Cria de uma das editorias das mais férteis em temos do uso de jargões – a reportagem policial – resisti bravamente ao emprego de expressões típicas, lugares-comuns e gírias exclusivas das matérias criminais. Não que fosse contra elas. É que os tempos estavam mudando quando entrei na área, a editoria de polícia estava sendo aos poucos ‘purificada’, e eu tinha de me adaptar à nova realidade. A tônica dessa nova realidade era dar fim aos jargões.
Comecei na reportagem
policial em outubro de 1977, quando alguns dos velhos repórteres ainda estavam
na ativa – e, embora fossem cruciais para orientar a nova geração, traziam
entranhadas em sua linguagem as expressões condenadas à filtragem. Naquele
tempo, um presunto recheado de azeitonas não era uma iguaria de fino
paladar a ser levada à mesa, mas o jargão típico para designar uma pessoa morta
a tiros.
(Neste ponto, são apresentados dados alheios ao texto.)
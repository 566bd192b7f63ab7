//! Output formatting: table, JSON, YAML, plain.
//!
//! Renders data in the format selected by `--output`. Table uses `tabled`,
//! structured formats use serde, plain emits one identifier per line.

use std::io::{self, IsTerminal, Write};

use owo_colors::OwoColorize;
use tabled::{Table, Tabled, settings::Style};

use ccsync_core::OutcomeState;

use crate::cli::{ColorMode, OutputFormat};

// ── Color helpers ────────────────────────────────────────────────────

/// Determine whether color output should be enabled.
pub fn should_color(mode: &ColorMode) -> bool {
    match mode {
        ColorMode::Always => true,
        ColorMode::Never => false,
        ColorMode::Auto => io::stdout().is_terminal() && std::env::var("NO_COLOR").is_err(),
    }
}

/// Outcome label, colored by severity when `color` is set.
pub fn paint_state(state: &OutcomeState, color: bool) -> String {
    let label = state.label();
    if !color {
        return label.to_owned();
    }
    match state {
        OutcomeState::Done => label.green().to_string(),
        OutcomeState::Skipped => label.dimmed().to_string(),
        OutcomeState::Failed { .. } => label.red().bold().to_string(),
        OutcomeState::SkippedDependencyFailed { .. } | OutcomeState::NotAttempted => {
            label.yellow().to_string()
        }
    }
}

// ── Render dispatchers ───────────────────────────────────────────────

/// Render a list of serde-serializable + tabled items in the chosen format.
///
/// - `table`: uses the `Tabled` derive to build a pretty table
/// - `json` / `json-compact`: serializes the original data via serde
/// - `yaml`: serializes via serde_yaml
/// - `plain`: calls `id_fn` on each item to emit one identifier per line
pub fn render_list<T, R>(
    format: &OutputFormat,
    data: &[T],
    to_row: impl Fn(&T) -> R,
    id_fn: impl Fn(&T) -> String,
) -> String
where
    T: serde::Serialize,
    R: Tabled,
{
    match format {
        OutputFormat::Table => {
            let rows: Vec<R> = data.iter().map(to_row).collect();
            render_table(&rows)
        }
        OutputFormat::Json => render_json(data, false),
        OutputFormat::JsonCompact => render_json(data, true),
        OutputFormat::Yaml => render_yaml(data),
        OutputFormat::Plain => data.iter().map(&id_fn).collect::<Vec<_>>().join("\n"),
    }
}

/// Render a single serde-serializable item in the chosen format.
///
/// Table rendering uses `detail_fn`, since the report and snapshot views
/// compose several tables and summary lines.
pub fn render_single<T>(
    format: &OutputFormat,
    data: &T,
    detail_fn: impl Fn(&T) -> String,
    id_fn: impl Fn(&T) -> String,
) -> String
where
    T: serde::Serialize,
{
    match format {
        OutputFormat::Table => detail_fn(data),
        OutputFormat::Json => render_json(data, false),
        OutputFormat::JsonCompact => render_json(data, true),
        OutputFormat::Yaml => render_yaml(data),
        OutputFormat::Plain => id_fn(data),
    }
}

/// Print the rendered output to stdout, respecting quiet mode.
pub fn print_output(output: &str, quiet: bool) {
    if quiet || output.is_empty() {
        return;
    }
    let mut stdout = io::stdout().lock();
    let _ = writeln!(stdout, "{output}");
}

// ── Format-specific renderers ────────────────────────────────────────

pub(crate) fn render_table<R: Tabled>(rows: &[R]) -> String {
    Table::new(rows).with(Style::rounded()).to_string()
}

fn render_json<T: serde::Serialize + ?Sized>(data: &T, compact: bool) -> String {
    let rendered = if compact {
        serde_json::to_string(data)
    } else {
        serde_json::to_string_pretty(data)
    };
    rendered.unwrap_or_else(|e| format!("{{\"error\": \"serialization failed: {e}\"}}"))
}

fn render_yaml<T: serde::Serialize + ?Sized>(data: &T) -> String {
    serde_yaml::to_string(data).unwrap_or_else(|e| format!("error: serialization failed: {e}"))
}
//! Integration tests for the `ccsync` binary.
//!
//! Argument parsing, offline planning, and error exits. None of these
//! reach a controller.
#![allow(clippy::unwrap_used)]

use std::path::{Path, PathBuf};

use assert_cmd::cargo::cargo_bin_cmd;
use predicates::prelude::*;

// ── Helpers ─────────────────────────────────────────────────────────

/// Build a [`Command`] for the `ccsync` binary with env isolation.
///
/// Clears all `CCSYNC_*` env vars, points config directories at a
/// nonexistent path, and runs from an empty directory so no stray
/// `CC_Env.yml` is picked up.
fn ccsync_cmd(cwd: &Path) -> assert_cmd::Command {
    let mut cmd = cargo_bin_cmd!("ccsync");
    cmd.current_dir(cwd)
        .env("HOME", "/tmp/ccsync-test-nonexistent")
        .env("XDG_CONFIG_HOME", "/tmp/ccsync-test-nonexistent")
        .env_remove("RUST_LOG")
        .env_remove("CCSYNC_PROFILE")
        .env_remove("CCSYNC_CONTROLLER")
        .env_remove("CCSYNC_USERNAME")
        .env_remove("CCSYNC_PASSWORD")
        .env_remove("CCSYNC_OUTPUT")
        .env_remove("CCSYNC_INSECURE")
        .env_remove("CCSYNC_TIMEOUT")
        .env_remove("CCSYNC_TASK_TIMEOUT");
    cmd
}

fn combined_output(output: &std::process::Output) -> String {
    let stdout = String::from_utf8_lossy(&output.stdout);
    let stderr = String::from_utf8_lossy(&output.stderr);
    format!("{stdout}{stderr}")
}

const MANIFEST: &str = "\
pools:
  - name: US_CORP
    cidr: 10.201.0.0/16
    gateway: 10.201.0.1
sites:
  - { kind: area, name: US, parent: Global }
  - { kind: building, name: HQ, parent: Global/US, latitude: 34.1, longitude: -118.3 }
  - { kind: floor, name: F1, parent: Global/US/HQ, floor_number: 1 }
reservations:
  - { name: HQ_CORP, pool: US_CORP, site: Global/US/HQ, subnet: 10.201.1.0, prefix_length: 24 }
";

fn write_manifest(dir: &Path, name: &str, contents: &str) -> PathBuf {
    let path = dir.join(name);
    std::fs::write(&path, contents).unwrap();
    path
}

// ── Basic invocation ────────────────────────────────────────────────

#[test]
fn test_no_args_shows_help() {
    let dir = tempfile::tempdir().unwrap();
    let output = ccsync_cmd(dir.path()).output().unwrap();
    assert_eq!(output.status.code(), Some(2));
    assert!(combined_output(&output).contains("Usage"));
}

#[test]
fn test_help_lists_verbs() {
    let dir = tempfile::tempdir().unwrap();
    ccsync_cmd(dir.path()).arg("--help").assert().success().stdout(
        predicate::str::contains("create")
            .and(predicate::str::contains("delete"))
            .and(predicate::str::contains("status"))
            .and(predicate::str::contains("plan")),
    );
}

#[test]
fn test_version_flag() {
    let dir = tempfile::tempdir().unwrap();
    ccsync_cmd(dir.path())
        .arg("--version")
        .assert()
        .success()
        .stdout(predicate::str::contains("ccsync"));
}

#[test]
fn test_completions_zsh() {
    let dir = tempfile::tempdir().unwrap();
    ccsync_cmd(dir.path())
        .args(["completions", "zsh"])
        .assert()
        .success()
        .stdout(predicate::str::contains("#compdef"));
}

// ── Offline planning ────────────────────────────────────────────────

#[test]
fn test_plan_orders_parents_first() {
    let dir = tempfile::tempdir().unwrap();
    let manifest = write_manifest(dir.path(), "desired.yaml", MANIFEST);

    let output = ccsync_cmd(dir.path())
        .args(["-o", "plain", "plan"])
        .arg(&manifest)
        .output()
        .unwrap();
    assert!(output.status.success(), "{}", combined_output(&output));
    let stdout = String::from_utf8(output.stdout).unwrap();
    let lines: Vec<&str> = stdout.lines().collect();
    assert_eq!(
        lines,
        [
            "create US_CORP",
            "create Global/US",
            "create Global/US/HQ",
            "create Global/US/HQ/F1",
            "create Global/US/HQ :: HQ_CORP",
        ]
    );
}

#[test]
fn test_plan_delete_is_reversed() {
    let dir = tempfile::tempdir().unwrap();
    let manifest = write_manifest(dir.path(), "desired.yaml", MANIFEST);

    let output = ccsync_cmd(dir.path())
        .args(["-o", "plain", "plan", "--delete"])
        .arg(&manifest)
        .output()
        .unwrap();
    assert!(output.status.success(), "{}", combined_output(&output));
    let stdout = String::from_utf8(output.stdout).unwrap();
    assert_eq!(stdout.lines().next(), Some("delete Global/US/HQ :: HQ_CORP"));
    assert_eq!(stdout.lines().last(), Some("delete US_CORP"));
}

#[test]
fn test_plan_json_output() {
    let dir = tempfile::tempdir().unwrap();
    let manifest = write_manifest(dir.path(), "desired.yaml", MANIFEST);

    let output = ccsync_cmd(dir.path())
        .args(["-o", "json", "plan"])
        .arg(&manifest)
        .output()
        .unwrap();
    assert!(output.status.success());
    let steps: serde_json::Value = serde_json::from_slice(&output.stdout).unwrap();
    assert_eq!(steps.as_array().map(Vec::len), Some(5));
    assert_eq!(steps[0]["operation"], "create");
    assert_eq!(steps[0]["key"]["type"], "pool");
}

#[test]
fn test_plan_demo_inventory() {
    let dir = tempfile::tempdir().unwrap();
    let demo = Path::new(env!("CARGO_MANIFEST_DIR")).join("../../demos/desired.yaml");

    let output = ccsync_cmd(dir.path())
        .args(["-o", "plain", "plan"])
        .arg(&demo)
        .output()
        .unwrap();
    assert!(output.status.success(), "{}", combined_output(&output));
    let stdout = String::from_utf8(output.stdout).unwrap();
    let lines: Vec<&str> = stdout.lines().collect();
    assert_eq!(lines.len(), 35);
    let position = |line: &str| lines.iter().position(|l| *l == line).unwrap();
    assert!(
        position("create Global/United States/Golden Hills Campus/Sunset Tower")
            < position("create Global/United States/Golden Hills Campus/Sunset Tower :: ST_CORP")
    );
}

#[test]
fn test_plan_rejects_dangling_parent() {
    let dir = tempfile::tempdir().unwrap();
    let manifest = write_manifest(
        dir.path(),
        "dangling.yaml",
        "sites:\n  - { kind: floor, name: F1, parent: Global/US/Nowhere, floor_number: 1 }\n",
    );

    let output = ccsync_cmd(dir.path())
        .arg("plan")
        .arg(&manifest)
        .output()
        .unwrap();
    assert_eq!(output.status.code(), Some(2));
    assert!(combined_output(&output).contains("invalid_desired_state"));
}

#[test]
fn test_plan_missing_manifest() {
    let dir = tempfile::tempdir().unwrap();
    let output = ccsync_cmd(dir.path())
        .args(["plan", "does-not-exist.yaml"])
        .output()
        .unwrap();
    assert_eq!(output.status.code(), Some(2));
    assert!(combined_output(&output).contains("ccsync::manifest"));
}

// ── Controller-bound commands without a controller ──────────────────

#[test]
fn test_status_without_config() {
    let dir = tempfile::tempdir().unwrap();
    let output = ccsync_cmd(dir.path()).arg("status").output().unwrap();
    assert_eq!(output.status.code(), Some(1));
    assert!(combined_output(&output).contains("No controller configured"));
}

#[test]
fn test_unknown_profile() {
    let dir = tempfile::tempdir().unwrap();
    let output = ccsync_cmd(dir.path())
        .args(["-p", "nope", "status"])
        .output()
        .unwrap();
    assert!(!output.status.success());
    assert!(combined_output(&output).contains("profile_not_found"));
}

#[test]
fn test_incomplete_credential_file() {
    let dir = tempfile::tempdir().unwrap();
    let creds = write_manifest(dir.path(), "CC_Env.yml", "CC_IP: 10.10.20.85\n");

    let output = ccsync_cmd(dir.path())
        .arg("--config")
        .arg(&creds)
        .arg("status")
        .output()
        .unwrap();
    assert_eq!(output.status.code(), Some(2));
    assert!(combined_output(&output).contains("CC_PASSWORD"));
}

#[test]
fn test_delete_requires_confirmation_when_not_interactive() {
    let dir = tempfile::tempdir().unwrap();
    let manifest = write_manifest(dir.path(), "desired.yaml", MANIFEST);

    let output = ccsync_cmd(dir.path())
        .args(["-c", "127.0.0.1:1", "-u", "admin", "--password", "pw", "delete"])
        .arg(&manifest)
        .write_stdin("")
        .output()
        .unwrap();
    assert_eq!(output.status.code(), Some(2));
    assert!(combined_output(&output).contains("confirmation_required"));
}

#[test]
fn test_invalid_output_format() {
    let dir = tempfile::tempdir().unwrap();
    let output = ccsync_cmd(dir.path())
        .args(["-o", "xml", "status"])
        .output()
        .unwrap();
    assert_eq!(output.status.code(), Some(2));
}
// Execution status endpoint
//
// Mutating calls return `executionStatusUrl`; when it is missing the
// status is looked up by execution id on the management endpoint.

use tracing::trace;

use crate::auth::AuthToken;
use crate::client::CatalystClient;
use crate::error::Error;
use crate::models::{ExecutionStatus, TaskHandle};

const EXECUTION_STATUS_PATH: &str = "dna/intent/api/v1/dnacaap/management/execution-status";

impl CatalystClient {
    /// Fetch the current status of an accepted mutation.
    ///
    /// Returns `Ok(None)` for a synchronous handle (nothing to poll).
    pub async fn execution_status(
        &self,
        token: &AuthToken,
        handle: &TaskHandle,
    ) -> Result<Option<ExecutionStatus>, Error> {
        let path = match (&handle.execution_status_url, &handle.execution_id) {
            (Some(url), _) => url.clone(),
            (None, Some(id)) => format!("{EXECUTION_STATUS_PATH}/{id}"),
            (None, None) => return Ok(None),
        };
        trace!(path, "polling execution status");
        self.get(token, &path).await.map(Some)
    }
}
Preferencialmente com muitos tiros.
Da mesma forma, um
hospital não era um hospital, mas um nosocômio, os bombeiros eram os soldados
do fogo, os advogados eram causídicos, o cemitério era a necrópole,
os criminosos eram meliantes ou larápios, a maconha era a erva
maldita e, se alguma vítima de crime estivesse caída de costas, para o
repórter policial da época ela não estava simplesmente caída de costas, mas em decúbito
dorsal.
Os tempos mudaram, a
linguagem mudou – embora a duras penas – e hoje, mais de quarenta anos depois,
são muito poucos os jargões policiais que sobrevivem no jornalismo. Um deles é
o termo viatura para identificar o veículo policial. Os outros a gente
ouve diariamente na TV, e parece, pela insistência e persistência dos
repórteres, que não há outra forma de as coisas serem ditas: se um policial não
der voz de prisão, provavelmente o bandido vai fugir; se o ladrão não anunciar
o assalto, as pessoas certamente vão pensar que ele está tentando fazer
outra coisa que não assaltá-las.
A TV, aliás, é a maior
fonte de jargões do jornalismo moderno (?), e por isso mesmo, por seu alcance,
um foco irradiador muito mais potente do que a imprensa escrita. Na verdade, o
que a gente ouve na TV não são propriamente jargões, mas expressões de uso
comum – à exaustão – que indicam, mais do que a limitação de termos, a pobreza
de ideias.
Entra ano, sai ano, a
temperatura não estará tão baixa se o repórter não falar em tirar o casaco
do armário, a festa não será boa se não estiver pra lá de animada ou
se não tem hora pra acabar e nenhuma pessoa das classes menos
favorecidas estará apresentável se não vestir a roupa de domingo...
Além disso, o repórter
sempre vai definir as dimensões de uma área comparando-a a campos de futebol
(como se todo mundo conhecesse as dimensões de um campo de futebol) e mostrar
comparativamente a quantidade de dinheiro envolvida numa transação calculando quantos
carros populares dá para comprar com ela.
E isso quarenta anos
depois de os jargões terem sido condenados à morte!